FAA orders United to inspect Boeing 777s after emergency

This Saturday, Feb. 20, 2021 photo provided by Hayden Smith shows United Airlines Flight 328 approaching Denver International Airport, after experiencing "a right-engine failure" shortly after takeoff from Denver. Federal regulators are investigating what caused a catastrophic engine failure on the plane that rained debris on Denver suburbs as the aircraft made an emergency landing. Authorities said nobody aboard or on the ground was hurt despite large pieces of the engine casing that narrowly missed homes below. (Hayden Smith via AP)
This Saturday, Feb. 20, 2021 photo provided by Hayden Smith shows United Airlines Flight 328 approaching Denver International Airport, after experiencing "a right-engine failure" shortly after takeoff from Denver. Federal regulators are investigating what caused a catastrophic engine failure on the plane that rained debris on Denver suburbs as the aircraft made an emergency landing. Authorities said nobody aboard or on the ground was hurt despite large pieces of the engine casing that narrowly missed homes below. (Hayden Smith via AP)

Federal aviation regulators are ordering United Airlines to step up inspections of all Boeing 777s equipped with the type of engine that suffered a catastrophic failure over Denver on Saturday.

United said it is temporarily removing those aircraft from service, as meanwhile Boeing recommended grounding aircraft with that model engine until the Federal Aviation.

The announcements come a day after United Airlines Flight 328 had to make an emergency landing at Denver International Airport after its right engine blew apart just after takeoff. Pieces of the casing of the engine, a Pratt & Whitney PW4000, rained down on suburban neighborhoods.

The plane with 231 passengers and 10 crew on board landed safely, and nobody aboard or on the ground was reported hurt, authorities said.

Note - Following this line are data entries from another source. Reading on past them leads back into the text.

use std::time::Duration;

use tokio::sync::mpsc;
use tracing::{debug, error, warn};

use crate::ai::{Agent, Evaluator};
use crate::error::TurnError;
use crate::game::{Board, Player};

use super::status::Status;

/// Upper bound on attempts to obtain a legal column from the random
/// agent before the turn is abandoned.
const MAX_MOVE_ATTEMPTS: usize = 100;
/// Each displayed score moves this fraction of the way toward the new
/// evaluation after every non-terminal move.
const SCORE_SMOOTHING: f64 = 0.3;
/// Both displayed scores snap to this magnitude when the game is won.
const FINAL_SCORE: f64 = 400.0;

/// How a finished game ended.
#[derive(Debug, Clone, Copy, PartialEq, Eq)]
pub enum Outcome {
    Winner(Player),
    Tie,
}

/// The turn coordinator. Owns the authoritative board and drives the
/// game's state machine: await a move from the active agent (suspending
/// for human input), validate and apply it, attach a display score,
/// check terminal conditions, and advance the turn. Once terminal, no
/// further moves are accepted until [`GameSession::reset`].
pub struct GameSession {
    board: Board,
    turn: Player,
    outcome: Option<Outcome>,
    player_one_score: f64,
    player_two_score: f64,
    agents: [Agent; 2],
    status: mpsc::UnboundedSender<Status>,
    move_delay: Duration,
}

impl GameSession {
    /// Create a fresh game. `move_delay` paces non-human agents so their
    /// moves remain watchable; it has no effect on correctness.
    pub fn new(
        player_one: Agent,
        player_two: Agent,
        status: mpsc::UnboundedSender<Status>,
        move_delay: Duration,
    ) -> Self {
        debug_assert_eq!(player_one.player(), Player::One);
        debug_assert_eq!(player_two.player(), Player::Two);
        GameSession {
            board: Board::new(),
            turn: Player::One,
            outcome: None,
            player_one_score: 0.0,
            player_two_score: 0.0,
            agents: [player_one, player_two],
            status,
            move_delay,
        }
    }

    pub fn board(&self) -> &Board {
        &self.board
    }

    pub fn turn(&self) -> Player {
        self.turn
    }

    pub fn outcome(&self) -> Option<Outcome> {
        self.outcome
    }

    pub fn is_over(&self) -> bool {
        self.outcome.is_some()
    }

    /// Displayed confidence scores, player one first.
    pub fn scores(&self) -> (f64, f64) {
        (self.player_one_score, self.player_two_score)
    }

    /// Start a fresh game: empty board, player one to move, scores reset.
    pub fn reset(&mut self) {
        self.board = Board::new();
        self.turn = Player::One;
        self.outcome = None;
        self.player_one_score = 0.0;
        self.player_two_score = 0.0;
    }

    /// Drive turns until the game ends and return the outcome.
    pub async fn play(&mut self) -> Result<Outcome, TurnError> {
        loop {
            if let Some(outcome) = self.outcome {
                return Ok(outcome);
            }
            self.step().await?;
        }
    }

    /// Run one full turn: announce, obtain a move from the active agent,
    /// apply it, and update scores and terminal state.
    pub async fn step(&mut self) -> Result<(), TurnError> {
        if self.outcome.is_some() {
            return Err(TurnError::GameOver);
        }

        let turn = self.turn;
        let label = self.agents[turn.index()].label();
        self.emit(Status::Turn { label });

        let (column, search_score) = self.obtain_move(turn).await?;
        self.apply_move(turn, column, search_score);
        Ok(())
    }

    /// Obtain a legal column from the agent whose identity is `turn`.
    ///
    /// Illegal human input is recovered locally: the request is simply
    /// reissued without advancing the game. An illegal column from a
    /// non-human agent is a defect in that agent's own legality
    /// accounting; the turn fails and no substitute move is played.
    async fn obtain_move(&mut self, turn: Player) -> Result<(usize, Option<i32>), TurnError> {
        let board = self.board;
        let delay = self.move_delay;
        let agent = &mut self.agents[turn.index()];

        if !agent.is_human() && !delay.is_zero() {
            tokio::time::sleep(delay).await;
        }

        match agent {
            Agent::Human(human) => loop {
                match human.propose(&board).await? {
                    None => {
                        debug!(
                            player = turn.number(),
                            "move request cancelled; still awaiting input"
                        );
                    }
                    Some(column) if !board.is_legal(column) => {
                        debug!(
                            player = turn.number(),
                            column, "ignoring illegal human move"
                        );
                    }
                    Some(column) => return Ok((column, None)),
                }
            },
            Agent::Random(random) => {
                for attempt in 1..=MAX_MOVE_ATTEMPTS {
                    match random.choose(&board) {
                        Some(column) if board.is_legal(column) => return Ok((column, None)),
                        Some(column) => {
                            warn!(
                                player = turn.number(),
                                column, attempt, "random agent proposed a full column"
                            );
                        }
                        None => {}
                    }
                }
                error!(
                    player = turn.number(),
                    "random agent exhausted its attempts; the board should have been terminal"
                );
                Err(TurnError::RandomAgentExhausted {
                    attempts: MAX_MOVE_ATTEMPTS,
                })
            }
            Agent::Minimax(search) => {
                let (score, column) = search.choose_move(&board);
                match column {
                    Some(column) if board.is_legal(column) => Ok((column, Some(score))),
                    Some(column) => {
                        error!(
                            player = turn.number(),
                            column, "search agent proposed an illegal move"
                        );
                        Err(TurnError::IllegalAgentMove {
                            player: turn,
                            strategy: "ai",
                            column,
                            legal: board.legal_columns(),
                        })
                    }
                    None => {
                        error!(player = turn.number(), "search agent proposed no move");
                        Err(TurnError::NoMoveProposed {
                            player: turn,
                            strategy: "ai",
                        })
                    }
                }
            }
        }
    }

    /// Apply a validated move, attach a display score, and resolve the
    /// turn's terminal checks.
    fn apply_move(&mut self, mover: Player, column: usize, search_score: Option<i32>) {
        let (next, _) = self
            .board
            .drop_piece(column, mover)
            .expect("column was validated as legal");
        self.board = next;

        if let Some(winner) = self.board.winner() {
            self.outcome = Some(Outcome::Winner(winner));
            self.player_one_score = if winner == Player::One {
                FINAL_SCORE
            } else {
                -FINAL_SCORE
            };
            self.player_two_score = -self.player_one_score;
            self.emit(Status::win(winner));
        } else if self.board.is_full() {
            // Tie: both scores keep their last smoothed values
            self.outcome = Some(Outcome::Tie);
            self.emit(Status::tie());
        } else {
            let score = match search_score {
                Some(score) => score,
                None => self.display_score(mover),
            };
            self.smooth_scores(mover, score);
            self.emit(Status::Scores {
                player_one: self.player_one_score,
                player_two: self.player_two_score,
            });
            self.turn = mover.other();
        }
    }

    /// Score the current board from the mover's perspective using the
    /// opponent agent's evaluator, or a transient one when the opponent
    /// has none.
    fn display_score(&self, mover: Player) -> i32 {
        match self.agents[mover.other().index()].evaluator() {
            Some(evaluator) => evaluator.score(&self.board, mover),
            None => Evaluator::default().score(&self.board, mover),
        }
    }

    fn smooth_scores(&mut self, mover: Player, score: i32) {
        let signed = match mover {
            Player::One => score as f64,
            Player::Two => -(score as f64),
        };
        self.player_one_score =
            self.player_one_score * (1.0 - SCORE_SMOOTHING) + signed * SCORE_SMOOTHING;
        self.player_two_score =
            self.player_two_score * (1.0 - SCORE_SMOOTHING) - signed * SCORE_SMOOTHING;
    }

    /// The feed is display-only; a disconnected receiver is not an error.
    fn emit(&self, status: Status) {
        let _ = self.status.send(status);
    }
}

The Federal Aviation Administration FAA Administrator Steve Dickson said in a statement Sunday that based on an initial review of safety data, inspectors “concluded that the inspection interval should be stepped up for the hollow fan blades that are unique to this model of engine, used solely on Boeing 777 airplanes.”

Boeing said it supported decisions by the Japan Civil Aviation Bureau and FAA to suspend operations of all 777 aircraft powered by Pratt & Whitney 4000-112 engines. It said there were 69 of the engines in service and another 59 in storage.

“We are working with these regulators as they take actions while these planes are on the ground and further inspections are conducted by Pratt & Whitney," it said in a statement issued Sunday.

The National Transportation Safety Board said that two of the engine's fan blades were fractured and the remainder of the fan blades “exhibited damage.” The NTSB did caution that it was too early to draw conclusions about how the incident happened.